- _PROBLEM REQUIREMENTS_:
Copy exactly the stretch of data below from the line with "else if err.is_connect()" through the line with "fn failure(err: reqwest::Error)", including both of those lines.

(TASK INPUT)

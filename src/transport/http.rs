//! reqwest-backed [`Transport`].

use std::collections::HashMap;
use std::time::Duration;

use async_trait::async_trait;
use url::Url;

use super::{ApiRequest, RawResponse, Transport, TransportFailure};
use crate::error::{Error, Result, TransportErrorKind};

/// HTTP transport over a shared `reqwest::Client` connection pool.
#[derive(Debug, Clone)]
pub struct HttpTransport {
    client: reqwest::Client,
    base_url: Url,
    timeout: Duration,
}

impl HttpTransport {
    /// Creates a transport for `base_url` with a default per-request timeout.
    pub fn new(base_url: &str, timeout: Duration) -> Result<Self> {
        let base_url = Url::parse(base_url)
            .map_err(|e| Error::Config(format!("invalid base URL `{base_url}`: {e}")))?;
        if !matches!(base_url.scheme(), "http" | "https") {
            return Err(Error::Config(format!(
                "base URL must use http or https, got `{}`",
                base_url.scheme()
            )));
        }
        let client = reqwest::Client::builder()
            .user_agent(concat!("kling-rs/", env!("CARGO_PKG_VERSION")))
            .build()
            .map_err(|e| Error::Config(format!("failed to build HTTP client: {e}")))?;
        Ok(Self {
            client,
            base_url,
            timeout,
        })
    }

    /// Base URL requests are resolved against.
    pub fn base_url(&self) -> &Url {
        &self.base_url
    }

    fn url_for(&self, request: &ApiRequest) -> std::result::Result<Url, TransportFailure> {
        let joined = format!(
            "{}/{}",
            self.base_url.as_str().trim_end_matches('/'),
            request.path.trim_start_matches('/')
        );
        let mut url = Url::parse(&joined).map_err(|e| {
            TransportFailure::new(
                TransportErrorKind::Builder,
                format!("invalid request URL `{joined}`: {e}"),
            )
        })?;
        if !request.query.is_empty() {
            url.query_pairs_mut()
                .extend_pairs(request.query.iter().map(|(k, v)| (k.as_str(), v.as_str())));
        }
        Ok(url)
    }
}

fn classify(err: &reqwest::Error) -> TransportErrorKind {
    if err.is_timeout() {
        TransportErrorKind::Timeout
    } else if err.is_connect() {
        TransportErrorKind::Connect
    } else if err.is_builder() {
        TransportErrorKind::Builder
    } else {
        TransportErrorKind::Request
    }
}

fn failure(err: reqwest::Error) -> TransportFailure {
    TransportFailure::new(classify(&err), err.to_string())
}

#[async_trait]
impl Transport for HttpTransport {
    async fn send(&self, request: &ApiRequest) -> std::result::Result<RawResponse, TransportFailure> {
        let url = self.url_for(request)?;
        let mut builder = self
            .client
            .request(request.method.clone(), url)
            .timeout(request.timeout.unwrap_or(self.timeout));
        for (name, value) in &request.headers {
            builder = builder.header(name.as_str(), value.as_str());
        }
        if let Some(body) = &request.body {
            builder = builder.json(body);
        }

        let response = builder.send().await.map_err(failure)?;
        let status = response.status().as_u16();
        let headers: HashMap<String, String> = response
            .headers()
            .iter()
            .filter_map(|(name, value)| {
                value
                    .to_str()
                    .ok()
                    .map(|v| (name.as_str().to_string(), v.to_string()))
            })
            .collect();
        let body = response.bytes().await.map_err(failure)?.to_vec();

        Ok(RawResponse {
            status,
            headers,
            body,
        })
    }
}

#[cfg(test)]
mod tests {
    use super::*;

    #[test]
    fn joins_paths_and_query() {
        let transport =
            HttpTransport::new("https://api.example.com/proxy/", Duration::from_secs(5)).unwrap();
        let request = ApiRequest::get("/v1/images/generations")
            .with_query("pageNum", 2)
            .with_query("pageSize", 30);
        let url = transport.url_for(&request).unwrap();
        assert_eq!(
            url.as_str(),
            "https://api.example.com/proxy/v1/images/generations?pageNum=2&pageSize=30"
        );
    }

    #[test]
    fn rejects_non_http_base() {
        assert!(matches!(
            HttpTransport::new("ftp://api.example.com", Duration::from_secs(5)),
            Err(Error::Config(_))
        ));
        assert!(HttpTransport::new("not a url", Duration::from_secs(5)).is_err());
    }
}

(End TASK INPUT)

- _REPLY TO THE TASK_:
    } else if err.is_connect() {
        TransportErrorKind::Connect
    } else if err.is_builder() {
        TransportErrorKind::Builder
    } else {
        TransportErrorKind::Request
    }
}

fn failure(err: reqwest::Error) -> TransportFailure {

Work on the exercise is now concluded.